Gabriele Gravina ha anunciado que dejará su cargo como principal dirigente del fútbol italiano tras una reunión celebrada este jueves en la sede de la FIGC en Roma.
Italia volvió a quedarse fuera del Mundial en la repesca de este martes, en esta ocasión tras una tanda de penaltis ante Bosnia y Herzegovina, y no estará en la fase final de este verano en Estados Unidos, Canadá y México.
El último varapalo para una de las grandes potencias futbolísticas del mundo ha provocado que Gravina, de 72 años, rectificara su idea inicial de esperar hasta la próxima semana, cuando estaba previsto que la junta directiva de la FIGC se reuniera para decidir sobre su futuro.
La FIGC ha informado en un comunicado que la elección de un nuevo presidente se celebrará el 22 de junio. Entre los candidatos está Giovanni Malagò, quien fue durante años presidente del Comité Olímpico Italiano y presidió el comité organizador de los Juegos Olímpicos de Invierno de Milán-Cortina.
El futuro de Gattuso, en el aire
La dimisión de Gravina también podría provocar la salida del seleccionador Gennaro Gattuso, ya que fue el propio Gravina quien le pidió al campeón del Mundial 2006 que continuara más allá de la finalización de su contrato, que expira en verano.
Gravina fue elegido presidente de la FIGC en octubre de 2018, convirtiéndose en el sucesor definitivo de Carlo Tavecchio, quien dimitió tras la primera eliminación de Italia en una repesca mundialista ante Suecia el año anterior.
El mayor logro de su mandato fue el emocionante triunfo de Italia en la Eurocopa 2020, cuando el equipo dirigido por Roberto Mancini, que se mantuvo invicto durante 37 partidos, venció a Inglaterra en Wembley y se proclamó campeón de Europa.
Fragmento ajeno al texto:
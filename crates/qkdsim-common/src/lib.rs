//! # qkdsim-common
//!
//! Common types for the QKD fault-telemetry simulation pipeline.
//!
//! This crate provides core primitives shared by the other workspace members:
//! - Simulated time in picoseconds ([`SimTime`])
//! - Per-link baseline physics ([`ParameterSet`])
//! - Partial fault perturbations ([`ParameterOverride`])
//! - Raw per-interval counters returned by the physical engine
//!   ([`RawCounters`], [`DetectorReadout`])
//! - The telemetry record schema ([`TelemetrySample`])

use serde::{Deserialize, Serialize};

// ============================================================================
// Time Types
// ============================================================================

/// Simulated time in picoseconds since run start.
///
/// Picoseconds match the resolution of optical-channel event timing; one
/// simulated second is `1e12` ps.
#[derive(Debug, Clone, Copy, PartialEq, Eq, PartialOrd, Ord, Hash, Default, Serialize, Deserialize)]
pub struct SimTime(u64);

impl SimTime {
    /// Zero time.
    pub const ZERO: SimTime = SimTime(0);

    /// One simulated second.
    pub const SECOND: SimTime = SimTime(1_000_000_000_000);

    /// Create from picoseconds.
    pub fn from_ps(ps: u64) -> Self {
        SimTime(ps)
    }

    /// Create from milliseconds.
    pub fn from_millis(ms: u64) -> Self {
        SimTime(ms * 1_000_000_000)
    }

    /// Create from seconds (float).
    pub fn from_secs(s: f64) -> Self {
        SimTime((s * 1e12) as u64)
    }

    /// Get as picoseconds.
    pub fn as_ps(&self) -> u64 {
        self.0
    }

    /// Get as seconds (float).
    pub fn as_secs_f64(&self) -> f64 {
        self.0 as f64 / 1e12
    }

    /// Integer division into `n` equal intervals.
    pub fn div(&self, n: u64) -> SimTime {
        SimTime(self.0 / n)
    }

    /// Scale by an integer factor.
    pub fn mul(&self, n: u64) -> SimTime {
        SimTime(self.0 * n)
    }
}

impl std::ops::Add for SimTime {
    type Output = SimTime;

    fn add(self, rhs: Self) -> Self::Output {
        SimTime(self.0 + rhs.0)
    }
}

impl std::ops::Sub for SimTime {
    type Output = SimTime;

    fn sub(self, rhs: Self) -> Self::Output {
        SimTime(self.0.saturating_sub(rhs.0))
    }
}

impl std::fmt::Display for SimTime {
    fn fmt(&self, f: &mut std::fmt::Formatter<'_>) -> std::fmt::Result {
        write!(f, "{}ps", self.0)
    }
}

// ============================================================================
// Physical Parameters
// ============================================================================

/// Effective physical parameters of one link for one sampling interval.
///
/// A baseline `ParameterSet` is fixed at run start by the topology; the
/// active fault scenario perturbs it per interval through
/// [`ParameterOverride::applied`]. All rates are per second, lengths in
/// meters, attenuation in dB/km, optical power in watts.
#[derive(Debug, Clone, PartialEq, Serialize, Deserialize)]
pub struct ParameterSet {
    /// Fiber length in meters.
    pub length_m: f64,
    /// Fiber attenuation in dB/km.
    pub attenuation_db_per_km: f64,
    /// Mean photon number per signal pulse (decoy-state signal intensity).
    pub mean_photon_number: f64,
    /// Intrinsic quantum bit error rate of the link (optics + electronics).
    pub qber_floor: f64,
    /// Detector quantum efficiency in [0, 1].
    pub detector_efficiency: f64,
    /// Detector dark counts per second.
    pub dark_count_rate: f64,
    /// Back-reflected optical power on the source side, in watts.
    pub back_reflection_power: f64,
    /// Error rate on the auxiliary (X) basis.
    pub phase_error_rate: f64,
    /// Multiplier on sifted/final key production. 1.0 at baseline; faults
    /// that stop key distillation without touching the optics set it to 0.
    pub key_rate_multiplier: f64,
}

impl ParameterSet {
    /// Effective QBER for this interval.
    pub fn qber(&self) -> f64 {
        self.qber_floor.clamp(0.0, 1.0)
    }

    /// One-way channel transmittance from fiber loss.
    pub fn transmittance(&self) -> f64 {
        let loss_db = self.attenuation_db_per_km * self.length_m / 1000.0;
        10f64.powf(-loss_db / 10.0)
    }
}

/// Partial perturbation of a [`ParameterSet`].
///
/// Fields left as `None` retain the baseline value. Scenario functions are
/// pure: the same `(t, link)` always yields the same override.
#[derive(Debug, Clone, Default, PartialEq, Serialize, Deserialize)]
pub struct ParameterOverride {
    /// Additive QBER offset, applied after the multiplier.
    pub qber_offset: Option<f64>,
    /// Multiplier on the QBER floor.
    pub qber_multiplier: Option<f64>,
    /// Multiplier on the fiber attenuation coefficient.
    pub attenuation_multiplier: Option<f64>,
    /// Multiplier on sifted/final key production.
    pub key_rate_multiplier: Option<f64>,
    /// Multiplier on the dark-count rate.
    pub dark_count_multiplier: Option<f64>,
    /// Multiplier on detector efficiency (result clamped to [0, 1]).
    pub detector_efficiency_multiplier: Option<f64>,
    /// Absolute back-reflection power in watts.
    pub back_reflection_power: Option<f64>,
    /// Additive offset on the phase error rate.
    pub phase_error_offset: Option<f64>,
}

impl ParameterOverride {
    /// An override that changes nothing.
    pub fn none() -> Self {
        Self::default()
    }

    /// True if every field is unset.
    pub fn is_empty(&self) -> bool {
        *self == Self::default()
    }

    /// Apply this override on top of a baseline, yielding the effective
    /// parameters for one interval. The baseline itself is never mutated.
    pub fn applied(&self, baseline: &ParameterSet) -> ParameterSet {
        let mut p = baseline.clone();
        if let Some(m) = self.qber_multiplier {
            p.qber_floor *= m;
        }
        if let Some(o) = self.qber_offset {
            p.qber_floor += o;
        }
        p.qber_floor = p.qber_floor.clamp(0.0, 1.0);
        if let Some(m) = self.attenuation_multiplier {
            p.attenuation_db_per_km *= m;
        }
        if let Some(m) = self.key_rate_multiplier {
            p.key_rate_multiplier *= m;
        }
        if let Some(m) = self.dark_count_multiplier {
            p.dark_count_rate *= m;
        }
        if let Some(m) = self.detector_efficiency_multiplier {
            p.detector_efficiency = (p.detector_efficiency * m).clamp(0.0, 1.0);
        }
        if let Some(w) = self.back_reflection_power {
            p.back_reflection_power = w;
        }
        if let Some(o) = self.phase_error_offset {
            p.phase_error_rate = (p.phase_error_rate + o).clamp(0.0, 1.0);
        }
        p
    }
}

// ============================================================================
// Engine Output
// ============================================================================

/// Raw per-link counters for one sampling interval.
///
/// Counters are signed on purpose: the engine contract is external, and the
/// driver must reject (never clamp) physically impossible values.
#[derive(Debug, Clone, Copy, PartialEq, Eq, Default, Serialize, Deserialize)]
pub struct RawCounters {
    /// Total detector clicks (signal + dark/forced counts).
    pub detections: i64,
    /// Bit errors among the detections.
    pub errors: i64,
    /// Bits surviving basis sifting.
    pub sifted_bits: i64,
    /// Secure bits after error correction and privacy amplification.
    pub final_bits: i64,
}

/// Measured detector-side analog values for one interval.
///
/// These are the effective parameters as a monitoring tap would observe
/// them, including measurement noise.
#[derive(Debug, Clone, Copy, PartialEq, Default, Serialize, Deserialize)]
pub struct DetectorReadout {
    /// Observed dark counts per second.
    pub dark_count_rate: f64,
    /// Observed detector efficiency.
    pub detector_efficiency: f64,
    /// Observed back-reflection power in watts.
    pub back_reflection_power: f64,
    /// Observed phase error rate.
    pub phase_error_rate: f64,
}

/// Everything the physical engine reports for one (link, interval).
#[derive(Debug, Clone, Copy, PartialEq, Default, Serialize, Deserialize)]
pub struct IntervalOutput {
    /// Raw counters for the interval.
    pub counters: RawCounters,
    /// Detector-side analog readout.
    pub readout: DetectorReadout,
}

// ============================================================================
// Telemetry Schema
// ============================================================================

/// Exact header of a per-scenario telemetry CSV file.
pub const TELEMETRY_HEADER: &str = "link_id,timestamp,qber,key_rate_sifted,key_rate_final,detection_count,error_count,dark_count_rate,detector_efficiency,back_reflection_power,phase_error_rate";

/// One telemetry record: one (link, interval) observation.
///
/// Append-only; never mutated after emission. Rates are counters divided by
/// the interval length in seconds, identically across all scenarios.
#[derive(Debug, Clone, PartialEq, Serialize, Deserialize)]
pub struct TelemetrySample {
    /// Link identifier.
    pub link_id: String,
    /// Sample timestamp (end of the interval).
    pub timestamp: SimTime,
    /// Quantum bit error rate, errors / detections.
    pub qber: f64,
    /// Sifted key rate in bits per second.
    pub key_rate_sifted: f64,
    /// Final secure key rate in bits per second.
    pub key_rate_final: f64,
    /// Detector clicks in the interval.
    pub detection_count: u64,
    /// Bit errors in the interval.
    pub error_count: u64,
    /// Observed dark counts per second.
    pub dark_count_rate: f64,
    /// Observed detector efficiency.
    pub detector_efficiency: f64,
    /// Observed back-reflection power in watts.
    pub back_reflection_power: f64,
    /// Observed phase error rate.
    pub phase_error_rate: f64,
}

impl TelemetrySample {
    /// Serialize as one CSV row matching [`TELEMETRY_HEADER`].
    ///
    /// Floats use Rust's shortest round-trip formatting: full precision,
    /// no rounding that could hide small trend signals.
    pub fn to_csv_row(&self) -> String {
        format!(
            "{},{},{},{},{},{},{},{},{},{},{}",
            self.link_id,
            self.timestamp.as_ps(),
            self.qber,
            self.key_rate_sifted,
            self.key_rate_final,
            self.detection_count,
            self.error_count,
            self.dark_count_rate,
            self.detector_efficiency,
            self.back_reflection_power,
            self.phase_error_rate,
        )
    }
}

// ============================================================================
// Tests
// ============================================================================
Sin embargo, los dos fracasos en la clasificación al Mundial y la pobre defensa del título continental han dejado a Gravina sin margen de maniobra, mientras Italia brilla en otros deportes pero se queda rezagada en el fútbol.
Gravina también generó polémica el martes al referirse a otros deportes como "amateurs" y "de Estado" en comparación con el fútbol, debido al elevado número de deportistas, especialmente olímpicos, que están empleados nominalmente por las fuerzas armadas y la policía italianas.
Italia ha logrado un récord de 30 medallas en los recientes Juegos Olímpicos de Invierno de Milán-Cortina, incluidas 10 de oro, y se ha marchado de los Juegos Olímpicos de París 2024 con 40 medallas.
El país mediterráneo también cuenta con grandes figuras en muchas otras disciplinas, siendo el tenista Jannik Sinner, ganador de cuatro Grand Slam, el ejemplo más destacado.